| Description of the task |
Return all lines from the listing below that include the word "subjects".

| Entries provided |
************

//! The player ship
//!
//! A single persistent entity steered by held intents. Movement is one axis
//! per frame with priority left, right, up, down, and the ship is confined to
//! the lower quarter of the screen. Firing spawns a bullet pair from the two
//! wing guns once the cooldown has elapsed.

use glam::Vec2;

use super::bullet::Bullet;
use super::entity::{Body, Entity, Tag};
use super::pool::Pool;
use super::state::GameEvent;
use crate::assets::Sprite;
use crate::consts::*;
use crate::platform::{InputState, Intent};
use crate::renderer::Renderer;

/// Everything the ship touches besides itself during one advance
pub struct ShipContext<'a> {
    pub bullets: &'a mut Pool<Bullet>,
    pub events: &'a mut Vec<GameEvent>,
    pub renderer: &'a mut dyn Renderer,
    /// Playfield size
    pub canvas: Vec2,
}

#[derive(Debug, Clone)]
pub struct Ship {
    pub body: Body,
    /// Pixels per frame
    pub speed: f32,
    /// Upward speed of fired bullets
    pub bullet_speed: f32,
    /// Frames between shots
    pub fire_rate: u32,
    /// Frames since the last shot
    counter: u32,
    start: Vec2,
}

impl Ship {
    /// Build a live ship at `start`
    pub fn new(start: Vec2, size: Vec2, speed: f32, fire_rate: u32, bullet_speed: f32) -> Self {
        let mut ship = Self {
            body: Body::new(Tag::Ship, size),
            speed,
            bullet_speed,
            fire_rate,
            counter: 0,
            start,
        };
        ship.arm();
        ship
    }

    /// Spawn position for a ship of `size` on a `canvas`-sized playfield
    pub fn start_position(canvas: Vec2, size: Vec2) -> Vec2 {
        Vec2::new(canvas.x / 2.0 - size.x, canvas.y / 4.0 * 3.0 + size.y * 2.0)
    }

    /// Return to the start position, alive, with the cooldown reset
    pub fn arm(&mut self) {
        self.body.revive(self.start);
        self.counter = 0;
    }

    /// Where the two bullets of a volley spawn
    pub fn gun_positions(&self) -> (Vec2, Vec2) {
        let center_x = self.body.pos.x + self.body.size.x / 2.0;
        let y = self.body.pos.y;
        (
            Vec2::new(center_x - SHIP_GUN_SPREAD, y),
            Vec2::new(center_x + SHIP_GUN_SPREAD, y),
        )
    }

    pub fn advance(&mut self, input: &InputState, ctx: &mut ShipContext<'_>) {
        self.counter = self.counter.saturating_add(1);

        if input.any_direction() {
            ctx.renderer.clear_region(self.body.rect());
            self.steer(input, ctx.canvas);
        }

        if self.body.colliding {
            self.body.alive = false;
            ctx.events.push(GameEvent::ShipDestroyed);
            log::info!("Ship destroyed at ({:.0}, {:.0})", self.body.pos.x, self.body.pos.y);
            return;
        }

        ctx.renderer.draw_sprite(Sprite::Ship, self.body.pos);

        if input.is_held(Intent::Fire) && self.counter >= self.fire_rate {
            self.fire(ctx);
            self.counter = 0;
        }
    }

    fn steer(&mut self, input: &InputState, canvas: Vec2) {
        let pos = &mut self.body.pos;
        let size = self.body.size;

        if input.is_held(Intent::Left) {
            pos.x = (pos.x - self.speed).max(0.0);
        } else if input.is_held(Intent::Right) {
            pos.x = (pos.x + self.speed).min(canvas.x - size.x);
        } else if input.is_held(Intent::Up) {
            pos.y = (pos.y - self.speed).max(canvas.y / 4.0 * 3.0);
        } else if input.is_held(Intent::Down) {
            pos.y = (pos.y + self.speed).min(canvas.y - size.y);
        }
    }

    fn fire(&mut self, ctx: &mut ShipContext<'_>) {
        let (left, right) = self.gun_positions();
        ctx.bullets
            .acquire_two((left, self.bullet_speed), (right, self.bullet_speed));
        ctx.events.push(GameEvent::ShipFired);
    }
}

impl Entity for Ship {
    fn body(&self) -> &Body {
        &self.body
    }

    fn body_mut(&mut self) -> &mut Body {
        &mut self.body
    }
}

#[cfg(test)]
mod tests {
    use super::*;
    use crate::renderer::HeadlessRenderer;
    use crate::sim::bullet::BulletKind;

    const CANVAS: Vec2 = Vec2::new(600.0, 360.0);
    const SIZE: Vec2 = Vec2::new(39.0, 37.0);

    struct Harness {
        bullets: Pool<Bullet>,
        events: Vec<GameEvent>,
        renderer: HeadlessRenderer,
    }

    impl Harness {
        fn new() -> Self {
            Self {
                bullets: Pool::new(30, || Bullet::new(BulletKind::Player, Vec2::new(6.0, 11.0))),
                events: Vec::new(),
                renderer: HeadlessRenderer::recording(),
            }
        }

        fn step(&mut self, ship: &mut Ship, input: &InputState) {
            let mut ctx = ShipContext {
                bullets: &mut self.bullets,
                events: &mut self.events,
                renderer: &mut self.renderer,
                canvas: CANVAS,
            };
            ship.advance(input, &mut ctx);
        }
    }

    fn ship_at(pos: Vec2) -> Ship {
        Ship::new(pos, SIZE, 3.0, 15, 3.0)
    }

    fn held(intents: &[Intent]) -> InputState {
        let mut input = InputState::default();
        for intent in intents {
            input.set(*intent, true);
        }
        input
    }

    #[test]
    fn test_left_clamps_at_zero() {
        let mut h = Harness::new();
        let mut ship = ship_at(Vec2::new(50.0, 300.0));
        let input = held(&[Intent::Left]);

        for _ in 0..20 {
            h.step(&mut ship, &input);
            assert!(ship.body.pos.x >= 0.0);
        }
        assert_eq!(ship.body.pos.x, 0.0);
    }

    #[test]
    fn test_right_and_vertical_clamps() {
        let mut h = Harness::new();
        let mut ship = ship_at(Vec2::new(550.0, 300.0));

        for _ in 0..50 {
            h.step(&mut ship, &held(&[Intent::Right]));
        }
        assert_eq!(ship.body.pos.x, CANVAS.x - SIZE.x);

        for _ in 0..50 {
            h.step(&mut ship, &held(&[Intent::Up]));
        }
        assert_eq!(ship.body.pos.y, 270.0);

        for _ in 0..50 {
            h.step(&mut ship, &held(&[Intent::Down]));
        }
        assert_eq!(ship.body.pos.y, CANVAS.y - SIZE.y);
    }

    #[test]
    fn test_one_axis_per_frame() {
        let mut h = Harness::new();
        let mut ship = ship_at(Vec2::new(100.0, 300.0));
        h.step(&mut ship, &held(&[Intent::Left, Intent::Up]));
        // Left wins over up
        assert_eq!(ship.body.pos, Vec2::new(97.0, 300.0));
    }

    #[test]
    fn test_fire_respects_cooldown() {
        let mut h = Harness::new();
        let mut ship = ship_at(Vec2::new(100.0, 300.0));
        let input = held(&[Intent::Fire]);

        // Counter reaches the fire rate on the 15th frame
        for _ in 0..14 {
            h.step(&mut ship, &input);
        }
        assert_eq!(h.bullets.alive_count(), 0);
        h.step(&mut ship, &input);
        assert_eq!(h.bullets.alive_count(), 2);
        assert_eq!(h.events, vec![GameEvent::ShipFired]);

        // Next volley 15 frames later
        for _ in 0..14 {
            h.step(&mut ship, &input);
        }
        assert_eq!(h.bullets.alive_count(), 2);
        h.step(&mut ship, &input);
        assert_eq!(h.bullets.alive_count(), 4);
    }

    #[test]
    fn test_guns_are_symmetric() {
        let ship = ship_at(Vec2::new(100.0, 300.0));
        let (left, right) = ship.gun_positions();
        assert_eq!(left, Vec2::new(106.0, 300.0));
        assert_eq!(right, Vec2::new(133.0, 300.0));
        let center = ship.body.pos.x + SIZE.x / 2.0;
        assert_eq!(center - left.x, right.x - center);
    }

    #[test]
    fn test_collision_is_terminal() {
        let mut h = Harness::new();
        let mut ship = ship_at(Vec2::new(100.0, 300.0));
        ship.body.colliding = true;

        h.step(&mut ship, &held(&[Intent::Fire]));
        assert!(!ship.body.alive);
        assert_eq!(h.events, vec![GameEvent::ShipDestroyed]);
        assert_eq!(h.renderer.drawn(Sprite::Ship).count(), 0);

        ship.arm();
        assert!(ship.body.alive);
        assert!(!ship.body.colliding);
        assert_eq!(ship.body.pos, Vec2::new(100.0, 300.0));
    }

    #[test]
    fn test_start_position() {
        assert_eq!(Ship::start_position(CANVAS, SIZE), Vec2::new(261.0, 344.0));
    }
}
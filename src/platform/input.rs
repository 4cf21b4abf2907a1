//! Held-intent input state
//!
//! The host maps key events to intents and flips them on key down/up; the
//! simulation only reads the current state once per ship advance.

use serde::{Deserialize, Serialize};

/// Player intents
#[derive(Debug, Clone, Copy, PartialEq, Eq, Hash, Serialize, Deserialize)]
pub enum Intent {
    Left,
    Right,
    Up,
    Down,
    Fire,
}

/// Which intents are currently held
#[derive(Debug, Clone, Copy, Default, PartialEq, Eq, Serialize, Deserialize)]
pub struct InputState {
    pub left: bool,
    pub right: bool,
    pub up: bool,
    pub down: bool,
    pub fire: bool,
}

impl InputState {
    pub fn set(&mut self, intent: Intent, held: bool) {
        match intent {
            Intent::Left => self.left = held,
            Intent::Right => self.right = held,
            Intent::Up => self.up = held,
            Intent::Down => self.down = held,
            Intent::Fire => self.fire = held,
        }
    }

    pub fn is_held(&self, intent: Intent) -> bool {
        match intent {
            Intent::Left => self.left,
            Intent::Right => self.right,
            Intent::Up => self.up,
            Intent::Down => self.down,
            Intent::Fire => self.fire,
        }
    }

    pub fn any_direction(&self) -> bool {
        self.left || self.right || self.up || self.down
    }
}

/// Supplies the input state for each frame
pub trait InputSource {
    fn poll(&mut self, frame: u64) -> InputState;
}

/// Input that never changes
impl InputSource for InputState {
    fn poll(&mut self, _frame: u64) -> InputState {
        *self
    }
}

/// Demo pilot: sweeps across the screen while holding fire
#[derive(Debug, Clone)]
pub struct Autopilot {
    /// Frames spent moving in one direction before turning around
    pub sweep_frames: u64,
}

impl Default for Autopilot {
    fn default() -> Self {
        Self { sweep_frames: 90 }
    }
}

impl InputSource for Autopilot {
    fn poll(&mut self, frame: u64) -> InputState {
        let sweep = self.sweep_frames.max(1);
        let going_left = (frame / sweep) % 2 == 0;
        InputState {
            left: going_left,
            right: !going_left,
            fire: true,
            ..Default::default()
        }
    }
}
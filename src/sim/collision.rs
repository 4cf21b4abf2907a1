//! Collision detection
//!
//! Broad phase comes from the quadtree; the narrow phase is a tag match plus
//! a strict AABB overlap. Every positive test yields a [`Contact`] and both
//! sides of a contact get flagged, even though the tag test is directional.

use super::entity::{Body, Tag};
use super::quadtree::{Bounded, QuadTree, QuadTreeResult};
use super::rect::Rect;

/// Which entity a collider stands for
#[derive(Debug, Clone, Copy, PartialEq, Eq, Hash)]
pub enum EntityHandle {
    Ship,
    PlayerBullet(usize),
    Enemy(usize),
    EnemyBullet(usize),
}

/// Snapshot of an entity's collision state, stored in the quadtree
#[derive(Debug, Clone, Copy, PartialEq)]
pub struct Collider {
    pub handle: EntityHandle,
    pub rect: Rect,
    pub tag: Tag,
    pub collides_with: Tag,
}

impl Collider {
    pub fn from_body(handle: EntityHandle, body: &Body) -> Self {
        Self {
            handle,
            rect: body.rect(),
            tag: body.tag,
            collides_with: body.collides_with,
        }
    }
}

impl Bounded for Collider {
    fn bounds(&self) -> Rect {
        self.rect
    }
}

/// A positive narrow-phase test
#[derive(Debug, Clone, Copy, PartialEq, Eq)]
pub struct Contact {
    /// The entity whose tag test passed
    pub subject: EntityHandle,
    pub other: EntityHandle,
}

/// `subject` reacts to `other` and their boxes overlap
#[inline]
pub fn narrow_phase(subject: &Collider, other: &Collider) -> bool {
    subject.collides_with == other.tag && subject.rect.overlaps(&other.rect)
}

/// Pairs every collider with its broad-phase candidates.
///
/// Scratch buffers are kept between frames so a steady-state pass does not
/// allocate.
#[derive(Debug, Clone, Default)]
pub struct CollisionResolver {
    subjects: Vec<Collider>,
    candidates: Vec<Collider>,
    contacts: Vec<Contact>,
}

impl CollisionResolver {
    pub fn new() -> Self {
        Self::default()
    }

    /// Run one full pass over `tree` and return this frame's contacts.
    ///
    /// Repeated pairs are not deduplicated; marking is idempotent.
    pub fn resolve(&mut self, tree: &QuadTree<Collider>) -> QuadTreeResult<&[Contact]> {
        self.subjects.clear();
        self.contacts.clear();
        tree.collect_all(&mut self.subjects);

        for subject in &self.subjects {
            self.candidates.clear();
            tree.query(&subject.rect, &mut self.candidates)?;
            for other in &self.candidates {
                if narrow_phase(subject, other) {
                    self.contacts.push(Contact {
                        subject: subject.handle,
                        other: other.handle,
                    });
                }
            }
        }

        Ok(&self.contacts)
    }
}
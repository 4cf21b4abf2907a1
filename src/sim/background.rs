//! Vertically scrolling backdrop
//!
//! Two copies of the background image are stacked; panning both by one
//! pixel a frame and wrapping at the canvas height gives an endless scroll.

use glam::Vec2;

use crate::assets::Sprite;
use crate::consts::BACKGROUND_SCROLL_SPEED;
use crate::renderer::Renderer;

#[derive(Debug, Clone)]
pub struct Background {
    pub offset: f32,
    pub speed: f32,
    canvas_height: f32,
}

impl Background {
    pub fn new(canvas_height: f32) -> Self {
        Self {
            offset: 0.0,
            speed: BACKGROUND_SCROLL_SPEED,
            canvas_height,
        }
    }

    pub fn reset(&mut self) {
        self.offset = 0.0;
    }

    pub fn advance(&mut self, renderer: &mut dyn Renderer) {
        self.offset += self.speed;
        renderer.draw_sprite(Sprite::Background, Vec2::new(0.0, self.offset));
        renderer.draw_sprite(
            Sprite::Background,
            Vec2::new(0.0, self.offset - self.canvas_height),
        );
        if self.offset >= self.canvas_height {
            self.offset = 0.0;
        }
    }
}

************

| Final answer |
    subjects: Vec<Collider>,
        self.subjects.clear();
        tree.collect_all(&mut self.subjects);
        for subject in &self.subjects {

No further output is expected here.